### Work instructions
This exercise asks for every record to be output again exactly.

### Data extracts
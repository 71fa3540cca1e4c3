use serde::{Deserialize, Serialize};
pub mod corpus;
pub mod document;

/// Record persisted in its own SurrealDB table, addressed by a string id.
pub trait StoredObject: Serialize + for<'de> Deserialize<'de> {
    fn table_name() -> &'static str;
    fn get_id(&self) -> &str;
}

#[macro_export]
macro_rules! stored_object {
    ($name:ident, $table:expr, {$($(#[$attr:meta])* $field:ident: $ty:ty),*}) => {
        use serde::{Deserialize, Deserializer, Serialize};
        use surrealdb::sql::Thing;
        use $crate::storage::types::StoredObject;
        use serde::de::{self, Visitor};
        use std::fmt;
        use chrono::{DateTime, Utc };

        struct FlexibleIdVisitor;

        impl<'de> Visitor<'de> for FlexibleIdVisitor {
            type Value = String;

            fn expecting(&self, formatter: &mut fmt::Formatter) -> fmt::Result {
                formatter.write_str("a string or a Thing")
            }

            fn visit_str<E>(self, value: &str) -> Result<Self::Value, E>
            where
                E: de::Error,
            {
                Ok(value.to_string())
            }

            fn visit_string<E>(self, value: String) -> Result<Self::Value, E>
            where
                E: de::Error,
            {
                Ok(value)
            }

            fn visit_map<A>(self, map: A) -> Result<Self::Value, A::Error>
            where
                A: de::MapAccess<'de>,
            {
                // Try to deserialize as Thing
                let thing = Thing::deserialize(de::value::MapAccessDeserializer::new(map))?;
                Ok(thing.id.to_raw())
            }
        }

        pub fn deserialize_flexible_id<'de, D>(deserializer: D) -> Result<String, D::Error>
        where
            D: Deserializer<'de>,
        {
            deserializer.deserialize_any(FlexibleIdVisitor)
        }

        fn serialize_datetime<S>(date: &DateTime<Utc>, serializer: S) -> Result<S::Ok, S::Error>
        where
            S: serde::Serializer,
        {
            Into::<surrealdb::sql::Datetime>::into(*date).serialize(serializer)
        }

        fn deserialize_datetime<'de, D>(deserializer: D) -> Result<DateTime<Utc>, D::Error>
        where
            D: serde::Deserializer<'de>,
        {
            let dt = surrealdb::sql::Datetime::deserialize(deserializer)?;
            Ok(DateTime::<Utc>::from(dt))
        }

        #[derive(Debug, Clone, Serialize, Deserialize, PartialEq)]
        pub struct $name {
            #[serde(deserialize_with = "deserialize_flexible_id")]
            pub id: String,
            #[serde(serialize_with = "serialize_datetime", deserialize_with = "deserialize_datetime", default)]
            pub created_at: DateTime<Utc>,
            #[serde(serialize_with = "serialize_datetime", deserialize_with = "deserialize_datetime", default)]
            pub updated_at: DateTime<Utc>,
            $( $(#[$attr])* pub $field: $ty),*
        }

        impl StoredObject for $name {
            fn table_name() -> &'static str {
                $table
            }

            fn get_id(&self) -> &str {
                &self.id
            }
        }
    };
}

### Response
repository 71fa3540cca1e4c3
use serde::{Deserialize, Serialize};
pub mod corpus;
pub mod document;

/// Record persisted in its own SurrealDB table, addressed by a string id.
pub trait StoredObject: Serialize + for<'de> Deserialize<'de> {
    fn table_name() -> &'static str;
    fn get_id(&self) -> &str;
}

#[macro_export]
macro_rules! stored_object {
    ($name:ident, $table:expr, {$($(#[$attr:meta])* $field:ident: $ty:ty),*}) => {
        use serde::{Deserialize, Deserializer, Serialize};
        use surrealdb::sql::Thing;
        use $crate::storage::types::StoredObject;
        use serde::de::{self, Visitor};
        use std::fmt;
        use chrono::{DateTime, Utc };

        struct FlexibleIdVisitor;

        impl<'de> Visitor<'de> for FlexibleIdVisitor {
            type Value = String;

            fn expecting(&self, formatter: &mut fmt::Formatter) -> fmt::Result {
                formatter.write_str("a string or a Thing")
            }

            fn visit_str<E>(self, value: &str) -> Result<Self::Value, E>
            where
                E: de::Error,
            {
                Ok(value.to_string())
            }

            fn visit_string<E>(self, value: String) -> Result<Self::Value, E>
            where
                E: de::Error,
            {
                Ok(value)
            }

            fn visit_map<A>(self, map: A) -> Result<Self::Value, A::Error>
            where
                A: de::MapAccess<'de>,
            {
                // Try to deserialize as Thing
                let thing = Thing::deserialize(de::value::MapAccessDeserializer::new(map))?;
                Ok(thing.id.to_raw())
            }
        }

        pub fn deserialize_flexible_id<'de, D>(deserializer: D) -> Result<String, D::Error>
        where
            D: Deserializer<'de>,
        {
            deserializer.deserialize_any(FlexibleIdVisitor)
        }

        fn serialize_datetime<S>(date: &DateTime<Utc>, serializer: S) -> Result<S::Ok, S::Error>
        where
            S: serde::Serializer,
        {
            Into::<surrealdb::sql::Datetime>::into(*date).serialize(serializer)
        }

        fn deserialize_datetime<'de, D>(deserializer: D) -> Result<DateTime<Utc>, D::Error>
        where
            D: serde::Deserializer<'de>,
        {
            let dt = surrealdb::sql::Datetime::deserialize(deserializer)?;
            Ok(DateTime::<Utc>::from(dt))
        }

        #[derive(Debug, Clone, Serialize, Deserialize, PartialEq)]
        pub struct $name {
            #[serde(deserialize_with = "deserialize_flexible_id")]
            pub id: String,
            #[serde(serialize_with = "serialize_datetime", deserialize_with = "deserialize_datetime", default)]
            pub created_at: DateTime<Utc>,
            #[serde(serialize_with = "serialize_datetime", deserialize_with = "deserialize_datetime", default)]
            pub updated_at: DateTime<Utc>,
            $( $(#[$attr])* pub $field: $ty),*
        }

        impl StoredObject for $name {
            fn table_name() -> &'static str {
                $table
            }

            fn get_id(&self) -> &str {
                &self.id
            }
        }
    };
}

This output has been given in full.